**About this task**
When a line in the listing contains the string "before", pick it out and copy it.

**Records provided**

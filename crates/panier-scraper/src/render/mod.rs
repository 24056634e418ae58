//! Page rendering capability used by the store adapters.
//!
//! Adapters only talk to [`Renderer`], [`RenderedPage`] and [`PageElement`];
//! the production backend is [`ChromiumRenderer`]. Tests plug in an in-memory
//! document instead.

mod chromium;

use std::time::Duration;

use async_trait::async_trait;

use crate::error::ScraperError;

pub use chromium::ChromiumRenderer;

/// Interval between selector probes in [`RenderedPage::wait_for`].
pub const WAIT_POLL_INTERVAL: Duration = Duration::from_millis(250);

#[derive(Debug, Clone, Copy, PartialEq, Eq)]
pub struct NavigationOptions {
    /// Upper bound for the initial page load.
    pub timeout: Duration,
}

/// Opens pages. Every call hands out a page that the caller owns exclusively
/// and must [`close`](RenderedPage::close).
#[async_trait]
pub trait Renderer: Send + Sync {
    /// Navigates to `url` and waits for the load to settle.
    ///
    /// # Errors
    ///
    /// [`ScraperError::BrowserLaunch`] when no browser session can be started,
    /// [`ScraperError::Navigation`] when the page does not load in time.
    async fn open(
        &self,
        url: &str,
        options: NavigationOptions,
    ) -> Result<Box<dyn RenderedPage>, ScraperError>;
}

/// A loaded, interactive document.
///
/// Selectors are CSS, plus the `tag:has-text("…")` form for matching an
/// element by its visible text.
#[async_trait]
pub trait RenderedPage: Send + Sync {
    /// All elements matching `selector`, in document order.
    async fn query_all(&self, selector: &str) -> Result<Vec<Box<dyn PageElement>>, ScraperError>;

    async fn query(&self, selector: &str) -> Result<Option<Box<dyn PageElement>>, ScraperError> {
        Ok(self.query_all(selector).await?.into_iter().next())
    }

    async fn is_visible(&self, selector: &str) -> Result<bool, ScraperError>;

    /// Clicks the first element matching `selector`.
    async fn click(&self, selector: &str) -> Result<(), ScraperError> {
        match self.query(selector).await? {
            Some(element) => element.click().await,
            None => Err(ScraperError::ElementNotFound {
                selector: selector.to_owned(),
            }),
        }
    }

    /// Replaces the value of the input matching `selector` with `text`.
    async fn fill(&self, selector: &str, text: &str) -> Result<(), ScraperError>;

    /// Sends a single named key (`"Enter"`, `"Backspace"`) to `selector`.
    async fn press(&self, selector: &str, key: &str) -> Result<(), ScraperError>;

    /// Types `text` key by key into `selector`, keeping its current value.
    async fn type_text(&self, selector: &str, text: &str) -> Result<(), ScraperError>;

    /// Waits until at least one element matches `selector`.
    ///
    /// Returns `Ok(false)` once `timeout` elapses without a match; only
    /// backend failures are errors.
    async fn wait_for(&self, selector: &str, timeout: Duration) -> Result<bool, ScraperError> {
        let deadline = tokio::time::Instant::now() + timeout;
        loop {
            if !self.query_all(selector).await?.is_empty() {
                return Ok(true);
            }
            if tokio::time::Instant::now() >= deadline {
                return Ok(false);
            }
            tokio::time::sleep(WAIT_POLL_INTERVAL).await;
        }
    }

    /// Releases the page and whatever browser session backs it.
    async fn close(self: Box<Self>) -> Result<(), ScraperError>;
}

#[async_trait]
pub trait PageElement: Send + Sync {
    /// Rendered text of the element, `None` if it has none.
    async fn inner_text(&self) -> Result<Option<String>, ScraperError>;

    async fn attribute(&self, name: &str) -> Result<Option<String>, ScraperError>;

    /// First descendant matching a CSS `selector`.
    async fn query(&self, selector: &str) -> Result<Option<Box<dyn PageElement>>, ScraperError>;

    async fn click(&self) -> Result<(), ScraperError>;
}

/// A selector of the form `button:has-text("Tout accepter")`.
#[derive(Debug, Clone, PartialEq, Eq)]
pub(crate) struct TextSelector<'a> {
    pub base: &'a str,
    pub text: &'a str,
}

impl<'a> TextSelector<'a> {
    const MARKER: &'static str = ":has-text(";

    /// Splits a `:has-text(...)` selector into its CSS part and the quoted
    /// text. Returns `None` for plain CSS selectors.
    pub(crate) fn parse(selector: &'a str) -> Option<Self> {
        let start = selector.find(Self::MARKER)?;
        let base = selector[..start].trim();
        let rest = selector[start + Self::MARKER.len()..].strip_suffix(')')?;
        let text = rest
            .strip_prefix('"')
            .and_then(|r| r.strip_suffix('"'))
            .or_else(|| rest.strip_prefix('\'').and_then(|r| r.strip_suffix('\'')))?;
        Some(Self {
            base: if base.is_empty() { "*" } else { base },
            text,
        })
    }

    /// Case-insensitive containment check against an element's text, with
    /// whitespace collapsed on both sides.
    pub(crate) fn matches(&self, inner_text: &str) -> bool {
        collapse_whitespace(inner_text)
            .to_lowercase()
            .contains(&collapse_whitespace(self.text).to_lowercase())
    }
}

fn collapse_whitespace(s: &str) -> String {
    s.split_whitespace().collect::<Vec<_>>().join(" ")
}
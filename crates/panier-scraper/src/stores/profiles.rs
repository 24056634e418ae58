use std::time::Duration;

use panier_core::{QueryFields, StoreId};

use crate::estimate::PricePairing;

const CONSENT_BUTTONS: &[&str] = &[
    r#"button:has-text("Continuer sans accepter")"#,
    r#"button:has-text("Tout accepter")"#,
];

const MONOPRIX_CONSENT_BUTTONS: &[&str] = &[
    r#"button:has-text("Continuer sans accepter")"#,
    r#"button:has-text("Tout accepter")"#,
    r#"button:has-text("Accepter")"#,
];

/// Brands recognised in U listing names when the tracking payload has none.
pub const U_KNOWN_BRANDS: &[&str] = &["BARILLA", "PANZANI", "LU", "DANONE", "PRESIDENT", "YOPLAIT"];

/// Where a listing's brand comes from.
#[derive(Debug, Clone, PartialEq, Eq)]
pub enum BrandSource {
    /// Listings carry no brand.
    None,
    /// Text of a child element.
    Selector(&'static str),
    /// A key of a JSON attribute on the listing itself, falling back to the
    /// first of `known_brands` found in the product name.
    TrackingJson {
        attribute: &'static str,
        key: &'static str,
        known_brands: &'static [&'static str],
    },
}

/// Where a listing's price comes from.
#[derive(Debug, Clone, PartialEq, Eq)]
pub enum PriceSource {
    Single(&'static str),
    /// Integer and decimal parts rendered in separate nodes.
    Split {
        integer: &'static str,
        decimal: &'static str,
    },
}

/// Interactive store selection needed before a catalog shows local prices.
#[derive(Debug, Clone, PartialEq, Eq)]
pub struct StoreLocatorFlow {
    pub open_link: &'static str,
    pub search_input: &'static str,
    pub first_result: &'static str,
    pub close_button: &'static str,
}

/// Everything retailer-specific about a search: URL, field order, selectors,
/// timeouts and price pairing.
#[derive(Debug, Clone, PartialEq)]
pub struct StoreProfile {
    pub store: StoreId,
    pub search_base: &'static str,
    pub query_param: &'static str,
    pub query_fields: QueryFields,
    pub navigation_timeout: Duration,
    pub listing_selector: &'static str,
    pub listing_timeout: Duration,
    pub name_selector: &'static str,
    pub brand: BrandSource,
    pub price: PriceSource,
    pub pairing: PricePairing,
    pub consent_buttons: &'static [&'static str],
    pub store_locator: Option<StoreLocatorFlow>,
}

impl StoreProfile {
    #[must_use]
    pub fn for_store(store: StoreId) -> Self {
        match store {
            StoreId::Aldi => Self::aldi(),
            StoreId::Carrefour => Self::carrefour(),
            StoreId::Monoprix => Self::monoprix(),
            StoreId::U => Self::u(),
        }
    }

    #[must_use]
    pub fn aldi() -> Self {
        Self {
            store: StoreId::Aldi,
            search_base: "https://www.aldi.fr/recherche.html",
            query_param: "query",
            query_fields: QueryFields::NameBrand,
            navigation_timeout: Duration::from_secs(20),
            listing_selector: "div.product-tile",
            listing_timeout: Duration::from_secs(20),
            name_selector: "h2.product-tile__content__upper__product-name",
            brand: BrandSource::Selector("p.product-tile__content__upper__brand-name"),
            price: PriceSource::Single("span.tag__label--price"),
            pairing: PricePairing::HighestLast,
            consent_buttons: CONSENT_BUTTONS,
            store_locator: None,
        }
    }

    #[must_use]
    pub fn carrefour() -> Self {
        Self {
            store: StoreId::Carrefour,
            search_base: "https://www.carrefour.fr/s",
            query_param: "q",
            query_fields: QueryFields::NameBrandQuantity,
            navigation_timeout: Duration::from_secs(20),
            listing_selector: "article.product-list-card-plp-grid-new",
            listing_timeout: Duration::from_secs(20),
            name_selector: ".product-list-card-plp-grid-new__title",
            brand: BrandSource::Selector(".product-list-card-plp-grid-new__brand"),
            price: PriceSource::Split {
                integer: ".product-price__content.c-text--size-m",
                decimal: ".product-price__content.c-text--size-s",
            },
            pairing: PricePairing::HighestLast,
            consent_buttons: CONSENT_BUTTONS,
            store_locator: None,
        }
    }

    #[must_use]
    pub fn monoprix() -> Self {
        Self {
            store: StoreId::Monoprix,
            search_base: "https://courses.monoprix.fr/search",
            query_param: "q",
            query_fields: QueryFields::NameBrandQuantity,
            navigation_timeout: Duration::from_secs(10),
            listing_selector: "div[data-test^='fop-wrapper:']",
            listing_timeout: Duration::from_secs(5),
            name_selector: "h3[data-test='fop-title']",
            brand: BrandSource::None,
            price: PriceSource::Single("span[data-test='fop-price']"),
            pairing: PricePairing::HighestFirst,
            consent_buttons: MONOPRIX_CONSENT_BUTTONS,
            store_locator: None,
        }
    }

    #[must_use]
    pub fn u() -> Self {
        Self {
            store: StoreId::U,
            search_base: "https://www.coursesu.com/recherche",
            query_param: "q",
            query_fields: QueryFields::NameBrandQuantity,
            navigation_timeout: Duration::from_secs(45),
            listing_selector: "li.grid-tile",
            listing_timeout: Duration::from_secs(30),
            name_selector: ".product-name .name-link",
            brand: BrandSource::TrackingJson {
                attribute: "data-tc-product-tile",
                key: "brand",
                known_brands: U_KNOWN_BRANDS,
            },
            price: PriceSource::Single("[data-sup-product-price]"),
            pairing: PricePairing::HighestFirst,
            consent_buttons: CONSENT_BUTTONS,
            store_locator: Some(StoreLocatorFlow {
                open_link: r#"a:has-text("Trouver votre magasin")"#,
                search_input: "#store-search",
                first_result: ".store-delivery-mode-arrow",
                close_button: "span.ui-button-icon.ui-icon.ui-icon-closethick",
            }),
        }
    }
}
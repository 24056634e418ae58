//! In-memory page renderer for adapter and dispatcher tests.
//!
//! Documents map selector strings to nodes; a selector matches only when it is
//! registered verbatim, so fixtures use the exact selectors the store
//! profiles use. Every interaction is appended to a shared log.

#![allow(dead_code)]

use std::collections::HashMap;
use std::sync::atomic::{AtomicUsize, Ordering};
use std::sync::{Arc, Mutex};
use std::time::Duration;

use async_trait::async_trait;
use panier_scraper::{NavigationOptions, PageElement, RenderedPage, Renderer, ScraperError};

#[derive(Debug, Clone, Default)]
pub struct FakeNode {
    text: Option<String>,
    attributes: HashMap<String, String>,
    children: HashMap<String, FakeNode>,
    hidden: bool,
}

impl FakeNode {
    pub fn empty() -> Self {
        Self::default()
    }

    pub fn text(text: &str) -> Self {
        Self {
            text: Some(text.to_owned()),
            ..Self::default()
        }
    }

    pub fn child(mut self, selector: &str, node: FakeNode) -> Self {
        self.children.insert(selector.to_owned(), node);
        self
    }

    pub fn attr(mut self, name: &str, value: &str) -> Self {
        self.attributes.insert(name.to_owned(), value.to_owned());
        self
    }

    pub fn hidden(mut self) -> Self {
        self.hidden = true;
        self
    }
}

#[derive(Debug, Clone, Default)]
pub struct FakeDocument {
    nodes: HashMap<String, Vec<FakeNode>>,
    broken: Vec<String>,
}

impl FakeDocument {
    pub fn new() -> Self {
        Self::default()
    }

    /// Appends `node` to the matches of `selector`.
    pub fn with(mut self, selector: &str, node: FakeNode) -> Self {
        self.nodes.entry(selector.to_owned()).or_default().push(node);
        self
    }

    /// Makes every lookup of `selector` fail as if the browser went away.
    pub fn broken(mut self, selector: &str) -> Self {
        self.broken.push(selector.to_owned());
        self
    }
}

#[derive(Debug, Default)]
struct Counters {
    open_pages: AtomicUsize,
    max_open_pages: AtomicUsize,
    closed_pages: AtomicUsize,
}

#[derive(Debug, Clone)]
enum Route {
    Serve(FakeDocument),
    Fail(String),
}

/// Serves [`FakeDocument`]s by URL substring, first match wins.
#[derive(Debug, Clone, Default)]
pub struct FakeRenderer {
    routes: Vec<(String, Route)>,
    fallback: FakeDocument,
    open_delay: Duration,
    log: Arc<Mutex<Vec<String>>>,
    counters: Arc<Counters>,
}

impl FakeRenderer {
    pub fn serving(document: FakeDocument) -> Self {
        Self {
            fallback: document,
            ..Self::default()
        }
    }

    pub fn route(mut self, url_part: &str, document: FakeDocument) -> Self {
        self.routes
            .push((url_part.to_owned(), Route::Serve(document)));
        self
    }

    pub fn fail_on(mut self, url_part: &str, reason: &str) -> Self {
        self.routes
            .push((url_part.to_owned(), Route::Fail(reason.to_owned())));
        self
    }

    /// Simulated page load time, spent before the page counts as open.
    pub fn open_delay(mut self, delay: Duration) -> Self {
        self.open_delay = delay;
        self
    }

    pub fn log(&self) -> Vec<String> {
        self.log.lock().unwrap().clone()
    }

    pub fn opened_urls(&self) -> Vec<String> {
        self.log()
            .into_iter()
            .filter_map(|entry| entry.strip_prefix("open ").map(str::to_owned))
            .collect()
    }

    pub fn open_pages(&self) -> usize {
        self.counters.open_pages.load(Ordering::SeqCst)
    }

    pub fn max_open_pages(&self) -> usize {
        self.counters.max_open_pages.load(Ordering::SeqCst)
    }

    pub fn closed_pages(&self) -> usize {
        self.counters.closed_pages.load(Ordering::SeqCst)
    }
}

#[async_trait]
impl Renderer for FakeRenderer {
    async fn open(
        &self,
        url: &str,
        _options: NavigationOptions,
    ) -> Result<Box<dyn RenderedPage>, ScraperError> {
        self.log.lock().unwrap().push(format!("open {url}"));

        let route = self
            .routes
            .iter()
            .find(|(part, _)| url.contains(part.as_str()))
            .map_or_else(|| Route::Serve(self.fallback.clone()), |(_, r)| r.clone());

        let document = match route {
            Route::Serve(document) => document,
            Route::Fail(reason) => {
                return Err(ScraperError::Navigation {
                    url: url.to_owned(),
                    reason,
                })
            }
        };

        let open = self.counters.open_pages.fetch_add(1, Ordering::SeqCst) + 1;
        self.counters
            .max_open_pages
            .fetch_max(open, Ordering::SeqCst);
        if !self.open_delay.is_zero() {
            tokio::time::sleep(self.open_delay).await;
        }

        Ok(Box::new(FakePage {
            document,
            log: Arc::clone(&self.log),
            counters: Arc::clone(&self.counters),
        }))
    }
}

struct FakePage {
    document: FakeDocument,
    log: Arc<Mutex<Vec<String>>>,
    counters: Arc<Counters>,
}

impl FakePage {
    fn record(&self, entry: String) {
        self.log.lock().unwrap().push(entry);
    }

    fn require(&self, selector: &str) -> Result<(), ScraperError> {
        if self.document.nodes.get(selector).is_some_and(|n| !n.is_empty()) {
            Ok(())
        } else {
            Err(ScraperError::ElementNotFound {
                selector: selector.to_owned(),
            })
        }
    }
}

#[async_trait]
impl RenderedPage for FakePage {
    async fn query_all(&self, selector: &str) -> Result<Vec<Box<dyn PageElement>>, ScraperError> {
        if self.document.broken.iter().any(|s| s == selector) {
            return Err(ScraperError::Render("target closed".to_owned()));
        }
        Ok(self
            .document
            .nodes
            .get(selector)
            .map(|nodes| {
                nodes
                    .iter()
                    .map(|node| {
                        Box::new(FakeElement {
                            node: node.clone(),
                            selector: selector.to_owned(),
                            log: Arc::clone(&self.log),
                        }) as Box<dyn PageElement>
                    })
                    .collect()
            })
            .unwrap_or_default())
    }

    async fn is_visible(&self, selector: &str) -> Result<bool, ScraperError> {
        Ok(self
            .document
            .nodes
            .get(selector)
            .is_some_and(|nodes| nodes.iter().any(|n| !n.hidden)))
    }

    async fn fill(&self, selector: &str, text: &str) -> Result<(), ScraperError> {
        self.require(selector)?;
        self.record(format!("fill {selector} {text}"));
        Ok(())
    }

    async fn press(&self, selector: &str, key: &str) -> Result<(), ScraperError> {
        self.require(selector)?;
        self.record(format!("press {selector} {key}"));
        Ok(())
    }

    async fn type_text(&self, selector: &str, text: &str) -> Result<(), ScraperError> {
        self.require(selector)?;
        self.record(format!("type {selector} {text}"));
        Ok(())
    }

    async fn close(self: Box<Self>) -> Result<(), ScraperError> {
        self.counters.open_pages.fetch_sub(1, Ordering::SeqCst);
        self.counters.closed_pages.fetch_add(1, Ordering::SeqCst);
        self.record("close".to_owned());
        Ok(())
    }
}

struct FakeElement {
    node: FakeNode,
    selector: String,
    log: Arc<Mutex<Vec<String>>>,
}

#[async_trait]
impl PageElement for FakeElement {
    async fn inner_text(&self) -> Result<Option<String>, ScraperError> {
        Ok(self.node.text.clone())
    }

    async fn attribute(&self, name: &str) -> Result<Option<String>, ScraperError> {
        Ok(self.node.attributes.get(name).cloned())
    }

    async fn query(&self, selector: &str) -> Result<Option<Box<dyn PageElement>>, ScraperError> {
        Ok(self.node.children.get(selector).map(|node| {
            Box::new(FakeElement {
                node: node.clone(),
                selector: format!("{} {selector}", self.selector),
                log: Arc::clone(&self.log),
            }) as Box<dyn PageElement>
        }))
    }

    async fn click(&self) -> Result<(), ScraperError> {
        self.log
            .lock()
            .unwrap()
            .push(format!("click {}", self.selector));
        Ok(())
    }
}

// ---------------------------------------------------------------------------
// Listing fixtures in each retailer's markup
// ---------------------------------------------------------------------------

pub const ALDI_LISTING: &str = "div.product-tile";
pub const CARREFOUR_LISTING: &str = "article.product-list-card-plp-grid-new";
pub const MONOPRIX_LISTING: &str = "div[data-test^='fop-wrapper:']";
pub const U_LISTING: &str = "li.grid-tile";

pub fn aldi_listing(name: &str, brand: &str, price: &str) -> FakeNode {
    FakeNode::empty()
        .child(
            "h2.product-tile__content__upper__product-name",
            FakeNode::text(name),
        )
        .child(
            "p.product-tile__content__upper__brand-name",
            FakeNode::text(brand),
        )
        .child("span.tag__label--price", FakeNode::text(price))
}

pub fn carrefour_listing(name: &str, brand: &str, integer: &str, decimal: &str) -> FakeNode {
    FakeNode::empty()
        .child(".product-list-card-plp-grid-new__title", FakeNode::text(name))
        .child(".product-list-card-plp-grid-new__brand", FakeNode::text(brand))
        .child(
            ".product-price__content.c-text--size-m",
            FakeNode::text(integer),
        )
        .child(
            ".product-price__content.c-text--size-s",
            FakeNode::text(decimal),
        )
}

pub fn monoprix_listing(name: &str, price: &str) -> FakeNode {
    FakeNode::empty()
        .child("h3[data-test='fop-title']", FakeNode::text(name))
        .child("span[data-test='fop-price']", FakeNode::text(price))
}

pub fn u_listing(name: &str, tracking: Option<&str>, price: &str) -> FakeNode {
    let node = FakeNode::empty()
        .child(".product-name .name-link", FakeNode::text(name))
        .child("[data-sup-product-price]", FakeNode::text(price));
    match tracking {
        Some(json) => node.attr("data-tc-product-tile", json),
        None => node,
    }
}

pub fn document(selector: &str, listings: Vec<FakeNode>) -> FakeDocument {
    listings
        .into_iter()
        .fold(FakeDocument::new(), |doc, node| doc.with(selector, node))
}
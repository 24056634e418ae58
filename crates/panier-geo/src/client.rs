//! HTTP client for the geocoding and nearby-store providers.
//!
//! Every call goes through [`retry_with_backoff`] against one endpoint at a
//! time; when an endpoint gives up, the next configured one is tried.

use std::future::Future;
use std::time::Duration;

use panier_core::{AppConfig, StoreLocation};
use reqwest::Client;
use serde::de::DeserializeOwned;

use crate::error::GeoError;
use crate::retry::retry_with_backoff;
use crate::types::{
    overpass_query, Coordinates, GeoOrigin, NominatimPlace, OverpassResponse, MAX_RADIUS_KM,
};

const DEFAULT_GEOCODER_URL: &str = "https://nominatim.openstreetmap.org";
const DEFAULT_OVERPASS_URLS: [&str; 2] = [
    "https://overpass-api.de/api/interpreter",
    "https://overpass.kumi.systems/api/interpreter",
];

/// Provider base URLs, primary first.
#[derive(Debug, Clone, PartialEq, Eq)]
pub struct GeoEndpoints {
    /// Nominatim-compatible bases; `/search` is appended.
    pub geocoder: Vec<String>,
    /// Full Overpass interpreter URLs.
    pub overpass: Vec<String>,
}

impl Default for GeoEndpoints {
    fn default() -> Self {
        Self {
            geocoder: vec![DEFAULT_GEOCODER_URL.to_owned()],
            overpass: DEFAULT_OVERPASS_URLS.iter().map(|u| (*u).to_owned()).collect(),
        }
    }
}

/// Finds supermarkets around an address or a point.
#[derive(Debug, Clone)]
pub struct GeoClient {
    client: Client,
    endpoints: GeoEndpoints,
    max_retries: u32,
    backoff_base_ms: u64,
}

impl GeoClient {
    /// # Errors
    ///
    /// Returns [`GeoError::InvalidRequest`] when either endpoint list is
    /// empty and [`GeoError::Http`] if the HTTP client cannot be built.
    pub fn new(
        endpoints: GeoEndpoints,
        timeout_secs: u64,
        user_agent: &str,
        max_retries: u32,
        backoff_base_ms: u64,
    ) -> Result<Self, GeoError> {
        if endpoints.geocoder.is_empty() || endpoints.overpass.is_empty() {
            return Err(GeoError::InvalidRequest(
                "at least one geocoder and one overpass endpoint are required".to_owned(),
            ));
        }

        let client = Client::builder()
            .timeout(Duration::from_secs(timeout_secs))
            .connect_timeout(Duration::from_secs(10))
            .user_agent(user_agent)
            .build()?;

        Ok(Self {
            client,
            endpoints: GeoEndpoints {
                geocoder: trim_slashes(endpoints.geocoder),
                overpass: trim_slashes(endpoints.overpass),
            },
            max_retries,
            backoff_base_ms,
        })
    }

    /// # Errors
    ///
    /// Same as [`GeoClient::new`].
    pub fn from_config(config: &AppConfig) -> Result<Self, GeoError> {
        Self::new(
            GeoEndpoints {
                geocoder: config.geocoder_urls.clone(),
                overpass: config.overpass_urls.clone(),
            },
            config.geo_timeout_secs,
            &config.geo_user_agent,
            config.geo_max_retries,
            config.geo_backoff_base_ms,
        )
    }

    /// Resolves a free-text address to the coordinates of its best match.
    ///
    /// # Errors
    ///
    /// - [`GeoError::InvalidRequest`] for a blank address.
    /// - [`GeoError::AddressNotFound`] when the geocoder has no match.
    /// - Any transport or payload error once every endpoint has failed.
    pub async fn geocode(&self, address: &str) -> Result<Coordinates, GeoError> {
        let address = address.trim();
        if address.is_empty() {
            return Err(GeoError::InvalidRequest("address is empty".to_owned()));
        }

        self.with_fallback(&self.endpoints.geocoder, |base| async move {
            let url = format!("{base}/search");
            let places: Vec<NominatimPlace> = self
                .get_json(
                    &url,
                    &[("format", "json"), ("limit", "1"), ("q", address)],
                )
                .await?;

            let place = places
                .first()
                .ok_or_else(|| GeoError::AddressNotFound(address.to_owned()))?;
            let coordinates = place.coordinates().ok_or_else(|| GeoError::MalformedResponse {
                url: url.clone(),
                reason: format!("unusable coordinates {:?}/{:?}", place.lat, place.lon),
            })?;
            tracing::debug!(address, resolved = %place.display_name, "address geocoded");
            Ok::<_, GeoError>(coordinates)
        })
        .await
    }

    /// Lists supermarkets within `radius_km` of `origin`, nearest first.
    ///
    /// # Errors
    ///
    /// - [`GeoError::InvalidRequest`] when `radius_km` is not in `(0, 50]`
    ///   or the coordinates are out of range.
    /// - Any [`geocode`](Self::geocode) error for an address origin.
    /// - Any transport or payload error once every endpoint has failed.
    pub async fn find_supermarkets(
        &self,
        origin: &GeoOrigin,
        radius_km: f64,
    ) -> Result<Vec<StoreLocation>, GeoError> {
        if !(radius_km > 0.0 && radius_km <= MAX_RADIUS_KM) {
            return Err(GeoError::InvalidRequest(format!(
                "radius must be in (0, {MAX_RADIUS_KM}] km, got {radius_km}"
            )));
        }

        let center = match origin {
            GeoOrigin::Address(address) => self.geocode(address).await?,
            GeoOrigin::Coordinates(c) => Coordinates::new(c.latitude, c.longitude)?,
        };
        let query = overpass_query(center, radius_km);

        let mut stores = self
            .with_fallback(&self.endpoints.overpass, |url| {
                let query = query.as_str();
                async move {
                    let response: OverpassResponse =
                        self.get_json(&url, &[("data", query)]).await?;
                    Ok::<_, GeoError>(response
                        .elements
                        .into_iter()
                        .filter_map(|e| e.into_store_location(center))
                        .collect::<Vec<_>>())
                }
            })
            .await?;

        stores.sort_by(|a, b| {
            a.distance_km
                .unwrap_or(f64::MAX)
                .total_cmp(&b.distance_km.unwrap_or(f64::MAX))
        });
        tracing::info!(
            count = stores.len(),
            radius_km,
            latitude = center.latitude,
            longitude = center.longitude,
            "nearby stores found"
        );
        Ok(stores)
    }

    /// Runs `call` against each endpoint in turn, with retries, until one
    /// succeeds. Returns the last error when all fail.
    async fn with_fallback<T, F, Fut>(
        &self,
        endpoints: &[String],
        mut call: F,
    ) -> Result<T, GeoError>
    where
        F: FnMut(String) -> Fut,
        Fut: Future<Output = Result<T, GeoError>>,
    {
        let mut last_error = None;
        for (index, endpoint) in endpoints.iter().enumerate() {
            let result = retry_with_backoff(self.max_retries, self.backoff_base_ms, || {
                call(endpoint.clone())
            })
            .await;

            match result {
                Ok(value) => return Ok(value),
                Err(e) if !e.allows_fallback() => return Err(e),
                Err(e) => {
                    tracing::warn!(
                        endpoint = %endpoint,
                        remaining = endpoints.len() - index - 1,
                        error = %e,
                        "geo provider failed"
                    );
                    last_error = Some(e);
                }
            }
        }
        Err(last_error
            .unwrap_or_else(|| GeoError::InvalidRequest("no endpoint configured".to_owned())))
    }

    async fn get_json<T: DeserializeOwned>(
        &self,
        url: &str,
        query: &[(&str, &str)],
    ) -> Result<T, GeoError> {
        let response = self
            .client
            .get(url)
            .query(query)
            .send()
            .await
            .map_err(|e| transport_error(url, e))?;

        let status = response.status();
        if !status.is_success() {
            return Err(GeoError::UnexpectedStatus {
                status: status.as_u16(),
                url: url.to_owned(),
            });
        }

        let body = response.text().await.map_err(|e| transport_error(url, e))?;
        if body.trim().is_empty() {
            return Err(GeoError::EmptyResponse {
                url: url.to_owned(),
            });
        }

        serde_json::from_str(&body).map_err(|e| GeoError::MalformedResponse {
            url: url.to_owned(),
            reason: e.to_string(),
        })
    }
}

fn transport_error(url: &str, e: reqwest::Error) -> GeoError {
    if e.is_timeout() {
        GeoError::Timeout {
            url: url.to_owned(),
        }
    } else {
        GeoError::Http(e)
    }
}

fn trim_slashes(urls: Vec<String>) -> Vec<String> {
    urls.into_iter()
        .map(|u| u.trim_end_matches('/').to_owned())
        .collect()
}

**Output of the task**
/// Interactive store selection needed before a catalog shows local prices.
    /// Simulated page load time, spent before the page counts as open.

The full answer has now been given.